Step 4: Make Steady Changes

Even though you are working on the big picture, for psychological reasons a series of small victories is desirable. In essence, you are training your brain to succeed. Most of us, having been defeated by old conditioning, take the course of least resistance, not realizing that we are training our brains into pathways that rob us of free will over time.

So begin with a victory you can define and which means something to you. Skip red meat for a week. Take the stairs, not the elevator. If you’re very out of shape, walk 10 minutes every day and gradually build up your time. Put down your fork halfway through your meal, take a few deep breaths, and ask yourself if you’re still hungry. If you work at a desk, make it a rule to always stand or pace when you’re on the phone. Over time, what seem like baby steps produce new physiological changes in every cell of the body. Trillions of cells are eavesdropping on your every thought and action. Instead of pretending that your body doesn’t know what you’re doing, make yourself the gift of delivering good news to your cells.

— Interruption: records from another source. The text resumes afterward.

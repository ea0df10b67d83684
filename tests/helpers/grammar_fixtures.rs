//! Common grammar sources for tests.

/// Combined grammar with one unknown token and one unknown channel.
/// `B: 'B';` sits on row 7, columns 0 to 6.
pub const UNRESOLVED: &str = "grammar t;\n\na: ZZ b;\nb: c+;\nc: A | B;\nA: 'A';\nB: 'B';\nX: 'x' -> channel(BLAH);\n";

pub const STATEMENTS_LEXER: &str = r#"lexer grammar StatementsLexer;

Semicolon: ';';
Assign: '=';
ID: [a-z]+;
INT: [0-9]+;
WS: [ \t\r\n]+ -> skip;
LBrace: '{';
RBrace: '}';
"#;

/// Parser grammar referencing `Semicolon` four times.
pub const STATEMENTS_PARSER: &str = r#"parser grammar StatementsParser;

options { tokenVocab = StatementsLexer; }

program: statement* EOF;
statement: assignment Semicolon | block Semicolon Semicolon | Semicolon;
block: LBrace statement+ RBrace;
assignment: ID Assign value;
value: ID | INT;
"#;

pub const CALC: &str = r#"grammar Calc;

calc: expr EOF;
expr: expr ('*' | '/') expr
    | expr ('+' | '-') expr
    | INT
    | '(' expr ')'
    ;

INT: [0-9]+;
WS: [ \t\r\n]+ -> skip;
"#;

pub const COMMON_LEXER: &str = "lexer grammar Common;\nID: [a-z]+;\nWS: ' ' -> skip;\n";

pub const OTHER_LEXER: &str = "lexer grammar Other;\nNAME: [A-Z]+;\n";
//! Railroad diagram scripts.
//!
//! Renders one rule as a script for the railroad-diagrams JavaScript library:
//! `ComplexDiagram(...)` for parser rules, `Diagram(...)` for lexer rules.
//! Actions, predicates and lexer commands do not appear in diagrams.

use crate::parser::{AltList, Alternative, EbnfOp, Element, GrammarFile, SyntaxKind};

/// The diagram script for `rule`, `None` if the grammar has no such rule.
pub fn rrd_script(file: &GrammarFile, rule: &str) -> Option<String> {
    let rule = file
        .rules()
        .find(|r| r.name().is_some_and(|name| name.text() == rule))?;
    let lexer = rule.is_lexer();
    let body = rule
        .alt_list()
        .map(|alternatives| alt_list(&alternatives, lexer))
        .unwrap_or_else(empty);
    let diagram = if lexer { "Diagram" } else { "ComplexDiagram" };
    Some(format!("{diagram}({body}).addTo()"))
}

fn alt_list(alternatives: &AltList, lexer: bool) -> String {
    let alternatives: Vec<String> = alternatives
        .alternatives()
        .map(|alternative| self::alternative(&alternative, lexer))
        .collect();
    match alternatives.as_slice() {
        [] => empty(),
        [single] => single.clone(),
        many => format!("Choice(0, {})", many.join(", ")),
    }
}

fn alternative(alternative: &Alternative, lexer: bool) -> String {
    let parts: Vec<String> = alternative
        .elements()
        .filter_map(|e| element(&e, lexer))
        .collect();
    match parts.as_slice() {
        [] => empty(),
        [single] => single.clone(),
        many => format!("Sequence({})", many.join(", ")),
    }
}

fn element(element: &Element, lexer: bool) -> Option<String> {
    let text = || element.main_token().map(|t| t.text().to_string()).unwrap_or_default();
    let rendered = match element {
        Element::Labeled(_) => return element.inner().and_then(|inner| self::element(&inner, lexer)),
        Element::Terminal(_) => {
            let text = text();
            let token = element.main_token().map(|t| t.kind());
            if token == Some(SyntaxKind::STRING_LITERAL) {
                terminal(unquote(&text))
            } else if lexer {
                non_terminal(&text)
            } else {
                terminal(&text)
            }
        }
        Element::RuleRef(_) => non_terminal(&text()),
        Element::CharRange(_) => match element.range_bounds() {
            Some((first, last)) => {
                terminal(&format!("{}..{}", unquote(first.text()), unquote(last.text())))
            }
            None => terminal(&text()),
        },
        Element::CharSet(_) => terminal(&text()),
        Element::Wildcard(_) => non_terminal(if lexer { "any character" } else { "any token" }),
        Element::NotSet(_) => {
            let inner = element.inner().and_then(|inner| self::element(&inner, lexer))?;
            format!("Sequence(Comment('not'), {inner})")
        }
        Element::Block(_) => alt_list(&element.alt_list()?, lexer),
        Element::Ebnf(_) => {
            let inner = element.inner().and_then(|inner| self::element(&inner, lexer))?;
            match element.ebnf_op() {
                Some((EbnfOp::Optional, _)) => format!("Optional({inner})"),
                Some((EbnfOp::ZeroOrMore, _)) => format!("ZeroOrMore({inner})"),
                Some((EbnfOp::OneOrMore, _)) => format!("OneOrMore({inner})"),
                None => inner,
            }
        }
        Element::Action(_) | Element::Predicate(_) => return None,
    };
    Some(rendered)
}

fn empty() -> String {
    "Comment('<empty>')".to_string()
}

fn terminal(text: &str) -> String {
    format!("Terminal('{}')", escape(text))
}

fn non_terminal(text: &str) -> String {
    format!("NonTerminal('{}')", escape(text))
}

fn unquote(literal: &str) -> &str {
    literal
        .strip_prefix('\'')
        .and_then(|s| s.strip_suffix('\''))
        .unwrap_or(literal)
}

/// Escapes for a single-quoted JavaScript string.
fn escape(text: &str) -> String {
    let mut escaped = String::with_capacity(text.len());
    for c in text.chars() {
        match c {
            '\\' => escaped.push_str("\\\\"),
            '\'' => escaped.push_str("\\'"),
            '\n' => escaped.push_str("\\n"),
            c => escaped.push(c),
        }
    }
    escaped
}
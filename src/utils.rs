use std::process;

use crossterm::style::Stylize;

/// Print error message and exit with error code
pub fn exit_with_error(message: &str, code: i32) -> ! {
    eprintln!("{} {}", "[Error]:".red(), message);
    process::exit(code);
}

/// Validate probe loop parameters
pub fn validate_probe_params(timeout: u64, count: Option<u64>) -> anyhow::Result<()> {
    if timeout == 0 {
        return Err(anyhow::anyhow!("timeout must be greater than 0"));
    }

    if count == Some(0) {
        return Err(anyhow::anyhow!("count must be greater than 0"));
    }

    Ok(())
}

/// Format time duration for display
pub fn format_time(ms: u64) -> String {
    if ms < 1 {
        "<1ms".to_string()
    } else {
        format!("{}ms", ms)
    }
}

/// Handle Ctrl+C signal for graceful shutdown
pub fn setup_signal_handler() -> tokio::sync::oneshot::Receiver<()> {
    let (tx, rx) = tokio::sync::oneshot::channel();

    tokio::spawn(async move {
        if tokio::signal::ctrl_c().await.is_ok() {
            let _ = tx.send(());
        }
    });

    rx
}
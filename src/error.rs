use std::io;
use thiserror::Error;

/// Coarse classification of a failed probe.
#[derive(Debug, Clone, Copy, PartialEq, Eq)]
pub enum ErrorKind {
    /// Bad arguments; nothing touched the network.
    Input,
    /// The raw socket could not be opened, usually for lack of privilege.
    Resource,
    /// The send or a receive failed.
    Transport,
}

#[derive(Debug, Error)]
pub enum ProbeError {
    #[error("empty target address")]
    EmptyAddress,
    #[error("timeout must be greater than 0")]
    ZeroTimeout,
    #[error("invalid IPv4 address: {0}")]
    InvalidAddress(String),
    #[error("the IP address is broadcast")]
    BroadcastAddress,
    #[error("failed to create raw socket: {0}. Root or CAP_NET_RAW may be required")]
    SocketCreation(#[source] io::Error),
    #[error("error sending packet: {0}")]
    Send(#[source] io::Error),
    #[error("error sending packet: no bytes written")]
    NothingSent,
    #[error("receive error: {0}")]
    Receive(#[source] io::Error),
}

impl ProbeError {
    pub fn kind(&self) -> ErrorKind {
        match self {
            ProbeError::EmptyAddress
            | ProbeError::ZeroTimeout
            | ProbeError::InvalidAddress(_)
            | ProbeError::BroadcastAddress => ErrorKind::Input,
            ProbeError::SocketCreation(_) => ErrorKind::Resource,
            ProbeError::Send(_) | ProbeError::NothingSent | ProbeError::Receive(_) => ErrorKind::Transport,
        }
    }
}

#[cfg(test)]
mod tests {
    use super::*;

    #[test]
    fn test_error_kinds() {
        assert_eq!(ProbeError::EmptyAddress.kind(), ErrorKind::Input);
        assert_eq!(ProbeError::BroadcastAddress.kind(), ErrorKind::Input);
        let denied = io::Error::from(io::ErrorKind::PermissionDenied);
        assert_eq!(ProbeError::SocketCreation(denied).kind(), ErrorKind::Resource);
        assert_eq!(ProbeError::NothingSent.kind(), ErrorKind::Transport);
    }

    #[test]
    fn test_error_messages() {
        assert_eq!(
            ProbeError::InvalidAddress("10.0.0".into()).to_string(),
            "invalid IPv4 address: 10.0.0"
        );
        let err = ProbeError::Receive(io::Error::new(io::ErrorKind::Other, "boom"));
        assert_eq!(err.to_string(), "receive error: boom");
    }
}
use crossterm::style::Stylize;
use echoprobe::{ErrorKind, ProbeError, ProbeOutcome};

use crate::utils::format_time;

pub fn format_header(host: &str, timeout: u64, interval: u64) -> String {
    format!(
        "Probing {} with a {}ms reply timeout every {}ms:",
        host.cyan(),
        timeout,
        interval
    )
}

pub fn format_outcome(host: &str, timeout: u64, outcome: &ProbeOutcome) -> String {
    match outcome {
        ProbeOutcome::Success { elapsed_ms } => format!(
            "{} Reply from {}: timeout={}ms time={}",
            "[Success]:".green(),
            host,
            timeout,
            format_time(*elapsed_ms).green()
        ),
        ProbeOutcome::Timeout => format!("{} Timeout!", "[Warning]:".yellow()),
    }
}

pub fn format_failure(host: &str, err: &ProbeError) -> String {
    let hint = match err.kind() {
        ErrorKind::Input => "invalid input",
        ErrorKind::Resource => "cannot open a raw socket",
        ErrorKind::Transport => "network failure",
    };
    format!("Host {} is not available ({}): {}", host, hint, err)
}

#[cfg(test)]
mod tests {
    use super::*;

    #[test]
    fn test_success_formatting() {
        let line = format_outcome("10.0.0.1", 500, &ProbeOutcome::Success { elapsed_ms: 12 });
        assert!(line.contains("[Success]:"));
        assert!(line.contains("Reply from 10.0.0.1"));
        assert!(line.contains("timeout=500ms"));
        assert!(line.contains("12ms"));
    }

    #[test]
    fn test_timeout_formatting() {
        let line = format_outcome("10.0.0.1", 500, &ProbeOutcome::Timeout);
        assert!(line.contains("[Warning]:"));
        assert!(line.contains("Timeout!"));
    }

    #[test]
    fn test_failure_formatting() {
        let line = format_failure("255.255.255.255", &ProbeError::BroadcastAddress);
        assert_eq!(
            line,
            "Host 255.255.255.255 is not available (invalid input): the IP address is broadcast"
        );
    }
}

In my view, the most important victories occur in awareness, however. If you tend to procrastinate, be aware of the reasons you do it. We get comfortable in our warm, fuzzy old routines, and making changes, even small ones, feels threatening psychologically, as if even a positive change is a risk. Predict when you will procrastinate and invent a strategy to outmaneuver your future self. For example, if you know you’ll be tempted to hit the snooze button instead of getting up for an early morning jog, put your exercise clothes across the room from your bed—with your alarm clock on top.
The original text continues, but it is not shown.